At that time, I chose themes relating to people’s death and created artwork using various materials. I tried different materials such as earth, wood, paper, glass with themes like terminal care, criterion of death, as well as heart sutra. In the fall of 1996, when I was working on an artwork about funerals, I came up with the idea to use salt. I made a salt bed, a deathbed, and exhibited it outdoors but a typhoon melted it and it dissolved back to earth during the exhibition. Salt looks white at first, but when you look at it closely, it’s a collection of transparent and clear cubes. Sparkling crystals reflecting light is really beautiful and its colors when it’s wet have an alluring beauty to it. 

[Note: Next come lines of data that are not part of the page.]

/// Candidate sourcing: seed-artist planning and diversified search fan-out
///
/// Seeds are gathered in strict priority order (explicit artist and its
/// similar artists, then listening history, then stated favorites, then a
/// static genre table) until ten unique names are collected. Each seed then
/// drives one bounded video search; searches run concurrently and a failed
/// search simply contributes no candidates.
use std::collections::{HashMap, HashSet};
use std::sync::Arc;

use crate::{
    models::{Intent, TrackCandidate, UserProfile},
    services::providers::{ListeningHistory, VideoSearch},
};

pub const MAX_SEED_ARTISTS: usize = 10;
pub const SIMILAR_ARTIST_LIMIT: usize = 5;
pub const TOP_ARTIST_LIMIT: usize = 5;
pub const RESULTS_PER_SEARCH: usize = 5;

/// Per-channel cap applied to the raw candidate pool
pub const SOURCING_CHANNEL_CAP: usize = 2;

/// Fallback genres when neither intent nor profile resolves anything
const DEFAULT_GENRES: [&str; 3] = ["pop", "rock", "indie"];

/// Genres conventionally associated with a mood
fn genres_for_mood(mood: &str) -> &'static [&'static str] {
    match mood.to_lowercase().as_str() {
        "happy" | "joyful" | "upbeat" => &["pop", "dance"],
        "sad" | "melancholy" | "heartbroken" => &["indie", "alternative"],
        "energetic" | "hyped" | "pumped" => &["rock", "electronic"],
        "calm" | "chill" | "relaxed" | "peaceful" => &["acoustic", "ambient"],
        "romantic" | "loving" => &["r&b", "soul"],
        "angry" | "frustrated" => &["metal", "rock"],
        "nostalgic" => &["rock", "folk"],
        "focused" => &["lo-fi", "classical"],
        _ => &[],
    }
}

/// Genres conventionally associated with an activity
fn genres_for_activity(activity: &str) -> &'static [&'static str] {
    match activity.to_lowercase().as_str() {
        "workout" | "gym" | "running" | "exercise" => &["electronic", "hip hop"],
        "study" | "studying" | "work" | "working" | "focus" => &["lo-fi", "classical"],
        "party" | "dancing" => &["dance", "pop"],
        "sleep" | "sleeping" | "winding down" => &["ambient", "acoustic"],
        "driving" | "commute" | "road trip" => &["rock", "pop"],
        "cooking" | "dinner" => &["jazz", "soul"],
        "relaxing" | "chilling" => &["acoustic", "ambient"],
        _ => &[],
    }
}

/// Representative artists per genre, used as last-resort seeds
fn representative_artists(genre: &str) -> &'static [&'static str] {
    match genre.to_lowercase().as_str() {
        "pop" => &["Taylor Swift", "Dua Lipa", "Ariana Grande"],
        "rock" => &["Foo Fighters", "Arctic Monkeys", "Led Zeppelin"],
        "indie" => &["Phoebe Bridgers", "Bon Iver", "Mac DeMarco"],
        "alternative" => &["Radiohead", "The Smashing Pumpkins", "Interpol"],
        "hip hop" | "rap" => &["Kendrick Lamar", "Drake", "J. Cole"],
        "electronic" | "edm" => &["Daft Punk", "ODESZA", "Aphex Twin"],
        "jazz" => &["Miles Davis", "John Coltrane", "Norah Jones"],
        "classical" => &["Ludovico Einaudi", "Max Richter", "Yo-Yo Ma"],
        "r&b" => &["Frank Ocean", "SZA", "Daniel Caesar"],
        "soul" => &["Leon Bridges", "Aretha Franklin", "Al Green"],
        "metal" => &["Metallica", "Gojira", "Iron Maiden"],
        "dance" => &["Calvin Harris", "Disclosure", "Robyn"],
        "acoustic" => &["Jack Johnson", "Iron & Wine", "José González"],
        "lo-fi" | "lofi" => &["Nujabes", "Tomppabeats", "Idealism"],
        "ambient" => &["Brian Eno", "Stars of the Lid", "Hammock"],
        "country" => &["Chris Stapleton", "Kacey Musgraves", "Zach Bryan"],
        "folk" => &["Fleet Foxes", "The Lumineers", "Sufjan Stevens"],
        _ => &[],
    }
}

/// Appends a name if unseen (case-insensitive) and below the seed cap
fn push_unique(seeds: &mut Vec<String>, seen: &mut HashSet<String>, name: &str) {
    let name = name.trim();
    if name.is_empty() || seeds.len() >= MAX_SEED_ARTISTS {
        return;
    }
    if seen.insert(name.to_lowercase()) {
        seeds.push(name.to_string());
    }
}

/// Genres to pull representative artists from, in priority order
fn derive_genres(intent: &Intent, profile: &UserProfile) -> Vec<String> {
    let mut genres = Vec::new();

    if let Some(genre) = &intent.genre {
        genres.push(genre.clone());
    }
    if let Some(mood) = &intent.mood {
        genres.extend(genres_for_mood(mood).iter().map(|g| g.to_string()));
    }
    if let Some(activity) = &intent.activity {
        genres.extend(genres_for_activity(activity).iter().map(|g| g.to_string()));
    }

    if genres.is_empty() {
        genres.extend(profile.favorite_genres.iter().cloned());
    }
    if genres.is_empty() {
        genres.extend(DEFAULT_GENRES.iter().map(|g| g.to_string()));
    }

    genres
}

/// Builds the ordered seed-artist list for one request
///
/// Up to [`MAX_SEED_ARTISTS`] unique names, first-seen order preserved.
/// History-service failures are logged and skipped; the list is never empty
/// because the genre table always resolves at least the default genres.
pub async fn seed_artists(
    history: &dyn ListeningHistory,
    intent: &Intent,
    profile: &UserProfile,
) -> Vec<String> {
    let mut seeds = Vec::new();
    let mut seen = HashSet::new();

    // (a) explicit artist plus artists similar to it
    if let Some(artist) = &intent.artist {
        push_unique(&mut seeds, &mut seen, artist);

        match history.similar_artists(artist, SIMILAR_ARTIST_LIMIT).await {
            Ok(similar) => {
                for name in similar {
                    push_unique(&mut seeds, &mut seen, &name);
                }
            }
            Err(e) => {
                tracing::warn!(artist = %artist, error = %e, "Similar-artist lookup failed, skipping");
            }
        }
    }

    // (b) listening-history top artists
    if seeds.len() < MAX_SEED_ARTISTS {
        if let Some(username) = &profile.lastfm_username {
            match history.top_artists(username, TOP_ARTIST_LIMIT).await {
                Ok(top) => {
                    for name in top {
                        push_unique(&mut seeds, &mut seen, &name);
                    }
                }
                Err(e) => {
                    tracing::warn!(username = %username, error = %e, "Top-artist lookup failed, skipping");
                }
            }
        }
    }

    // (c) stated favorite artists
    for name in &profile.favorite_artists {
        push_unique(&mut seeds, &mut seen, name);
    }

    // (d) representative artists for whatever genres resolved
    if seeds.len() < MAX_SEED_ARTISTS {
        for genre in derive_genres(intent, profile) {
            for name in representative_artists(&genre) {
                push_unique(&mut seeds, &mut seen, name);
            }
        }
    }

    tracing::debug!(seeds = ?seeds, "Seed artists resolved");

    seeds
}

/// Builds the search query issued for one seed artist
fn build_query(artist: &str, intent: &Intent) -> String {
    let mut parts = vec![artist.to_string()];
    if let Some(mood) = &intent.mood {
        parts.push(mood.clone());
    }
    if let Some(genre) = &intent.genre {
        parts.push(genre.clone());
    }
    parts.push("music".to_string());
    parts.join(" ")
}

/// Caps candidates per channel while preserving relative order
///
/// Keeps one prolific uploader from dominating the pool; channel names are
/// compared case-insensitively.
pub fn diversify(candidates: Vec<TrackCandidate>, per_channel: usize) -> Vec<TrackCandidate> {
    let mut counts: HashMap<String, usize> = HashMap::new();

    candidates
        .into_iter()
        .filter(|candidate| {
            let count = counts.entry(candidate.channel.to_lowercase()).or_insert(0);
            *count += 1;
            *count <= per_channel
        })
        .collect()
}

/// Fans out one search per seed artist and gathers the diversified pool
///
/// Searches are independent and side-effect-free, so they run concurrently;
/// joining in spawn order keeps the concatenation in seed order. A search
/// that errors contributes zero candidates without affecting the others.
pub async fn search_candidates(
    search: &Arc<dyn VideoSearch>,
    intent: &Intent,
    seeds: &[String],
) -> Vec<TrackCandidate> {
    let mut tasks = Vec::new();

    for seed in seeds {
        let search = Arc::clone(search);
        let query = build_query(seed, intent);
        tasks.push(tokio::spawn(async move {
            search.search(&query, RESULTS_PER_SEARCH).await
        }));
    }

    let mut candidates: Vec<TrackCandidate> = Vec::new();
    let mut seen_ids = HashSet::new();

    for task in tasks {
        match task.await {
            Ok(Ok(results)) => {
                // Different seeds can surface the same video
                for candidate in results {
                    if seen_ids.insert(candidate.id.clone()) {
                        candidates.push(candidate);
                    }
                }
            }
            Ok(Err(e)) => {
                tracing::warn!(error = %e, "Candidate search failed for one seed");
            }
            Err(e) => {
                tracing::error!(error = %e, "Search task join error");
            }
        }
    }

    let pool = diversify(candidates, SOURCING_CHANNEL_CAP);

    tracing::info!(seeds = seeds.len(), pool = pool.len(), "Candidate pool assembled");

    pool
}

#[cfg(test)]
mod tests {
    use super::*;
    use crate::error::AppError;
    use crate::services::providers::{MockListeningHistory, MockVideoSearch};

    fn candidate(id: &str, channel: &str) -> TrackCandidate {
        TrackCandidate {
            id: id.to_string(),
            title: format!("{} - Song", channel),
            channel: channel.to_string(),
            published_at: None,
            duration: None,
            thumbnail_url: None,
        }
    }

    fn intent_with_artist(artist: &str) -> Intent {
        Intent {
            artist: Some(artist.to_string()),
            ..Intent::default()
        }
    }

    #[tokio::test]
    async fn test_seed_priority_order() {
        let mut history = MockListeningHistory::new();
        history
            .expect_similar_artists()
            .returning(|_, _| Ok(vec!["Thom Yorke".to_string(), "Portishead".to_string()]));
        history
            .expect_top_artists()
            .returning(|_, _| Ok(vec!["Four Tet".to_string()]));

        let intent = intent_with_artist("Radiohead");
        let profile = UserProfile {
            lastfm_username: Some("listener".to_string()),
            favorite_artists: vec!["Björk".to_string()],
            ..UserProfile::default()
        };

        let seeds = seed_artists(&history, &intent, &profile).await;

        assert_eq!(
            &seeds[..5],
            &["Radiohead", "Thom Yorke", "Portishead", "Four Tet", "Björk"]
        );
    }

    #[tokio::test]
    async fn test_seed_dedup_is_case_insensitive() {
        let mut history = MockListeningHistory::new();
        history
            .expect_similar_artists()
            .returning(|_, _| Ok(vec!["RADIOHEAD".to_string(), "Muse".to_string()]));

        let intent = intent_with_artist("Radiohead");
        let seeds = seed_artists(&history, &intent, &UserProfile::default()).await;

        assert_eq!(seeds[0], "Radiohead");
        assert_eq!(seeds[1], "Muse");
        assert_eq!(
            seeds.iter().filter(|s| s.eq_ignore_ascii_case("radiohead")).count(),
            1
        );
    }

    #[tokio::test]
    async fn test_seed_cap_at_ten() {
        let mut history = MockListeningHistory::new();
        history.expect_similar_artists().returning(|_, _| {
            Ok((0..5).map(|i| format!("Similar {}", i)).collect())
        });

        let intent = intent_with_artist("Someone");
        let profile = UserProfile {
            favorite_artists: (0..20).map(|i| format!("Favorite {}", i)).collect(),
            ..UserProfile::default()
        };

        let seeds = seed_artists(&history, &intent, &profile).await;
        assert_eq!(seeds.len(), MAX_SEED_ARTISTS);
    }

    #[tokio::test]
    async fn test_empty_inputs_fall_back_to_default_genres() {
        let history = MockListeningHistory::new();

        let seeds = seed_artists(&history, &Intent::default(), &UserProfile::default()).await;

        // Default genres are pop, rock, indie
        assert!(seeds.contains(&"Taylor Swift".to_string()));
        assert!(seeds.contains(&"Foo Fighters".to_string()));
        assert!(seeds.contains(&"Phoebe Bridgers".to_string()));
        assert!(!seeds.is_empty());
    }

    #[tokio::test]
    async fn test_sad_mood_maps_to_indie_alternative() {
        let history = MockListeningHistory::new();
        let intent = Intent {
            mood: Some("sad".to_string()),
            ..Intent::default()
        };

        let seeds = seed_artists(&history, &intent, &UserProfile::default()).await;

        assert!(seeds.contains(&"Phoebe Bridgers".to_string()));
        assert!(seeds.contains(&"Radiohead".to_string()));
    }

    #[tokio::test]
    async fn test_history_failure_is_non_fatal() {
        let mut history = MockListeningHistory::new();
        history
            .expect_similar_artists()
            .returning(|_, _| Err(AppError::ExternalApi("down".to_string())));

        let intent = intent_with_artist("Radiohead");
        let seeds = seed_artists(&history, &intent, &UserProfile::default()).await;

        assert_eq!(seeds[0], "Radiohead");
        assert!(seeds.len() > 1, "genre table should still contribute seeds");
    }

    #[test]
    fn test_build_query_includes_mood_and_genre() {
        let intent = Intent {
            mood: Some("sad".to_string()),
            genre: Some("indie".to_string()),
            ..Intent::default()
        };
        assert_eq!(build_query("Radiohead", &intent), "Radiohead sad indie music");
        assert_eq!(build_query("Radiohead", &Intent::default()), "Radiohead music");
    }

    #[test]
    fn test_diversify_caps_per_channel_preserving_order() {
        let candidates = vec![
            candidate("a", "Vevo"),
            candidate("b", "Vevo"),
            candidate("c", "Indie Channel"),
            candidate("d", "VEVO"),
            candidate("e", "Indie Channel"),
        ];

        let diversified = diversify(candidates, 2);
        let ids: Vec<&str> = diversified.iter().map(|c| c.id.as_str()).collect();

        // Third Vevo entry dropped despite case difference
        assert_eq!(ids, vec!["a", "b", "c", "e"]);
    }

    #[tokio::test]
    async fn test_search_failure_contributes_zero_candidates() {
        let mut search = MockVideoSearch::new();
        search
            .expect_search()
            .withf(|query, _| query.starts_with("Bad"))
            .returning(|_, _| Err(AppError::ExternalApi("quota".to_string())));
        search
            .expect_search()
            .returning(|_, _| Ok(vec![candidate("ok1", "Good Channel")]));

        let search: Arc<dyn VideoSearch> = Arc::new(search);
        let seeds = vec!["Bad Seed".to_string(), "Good Seed".to_string()];

        let pool = search_candidates(&search, &Intent::default(), &seeds).await;

        assert_eq!(pool.len(), 1);
        assert_eq!(pool[0].id, "ok1");
    }

    #[tokio::test]
    async fn test_search_candidates_dedups_by_id() {
        let mut search = MockVideoSearch::new();
        search
            .expect_search()
            .returning(|_, _| Ok(vec![candidate("same", "Channel A")]));

        let search: Arc<dyn VideoSearch> = Arc::new(search);
        let seeds = vec!["Seed One".to_string(), "Seed Two".to_string()];

        let pool = search_candidates(&search, &Intent::default(), &seeds).await;
        assert_eq!(pool.len(), 1);
    }
}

When I look at salt, I always think of the ancient times when this salt used to support someone else’s life, and that these salt crystals might contain the “memory of life” from the past.

Utsusemi, 1998

Labyrinth, 2011

Have you ever thought to replace it with something else?
For many years, I have been attached to salt very strongly. But even with those feelings, salt is merely a material. There is always a possibility that I might use some other materials for installations in the future. What I like to realize through my artwork is to re-encounter precious memories of people who passed away, and salt is merely a method to make that dream come true.

Unfulfilled, 2000

You need a lot of time to complete a salt opera, time that you spend sitting on the ground drawing. You need to concentrate and be extremely focused. How do you manage to keep that focus and what do you think about?
I always try to have my mind clear when I draw lines with salt. I define this state of empty and clear mind as a moment of only focusing on salt lines. My body directly connects to my mind, and my mind connects to salt lines. I make an effort to take care of my body.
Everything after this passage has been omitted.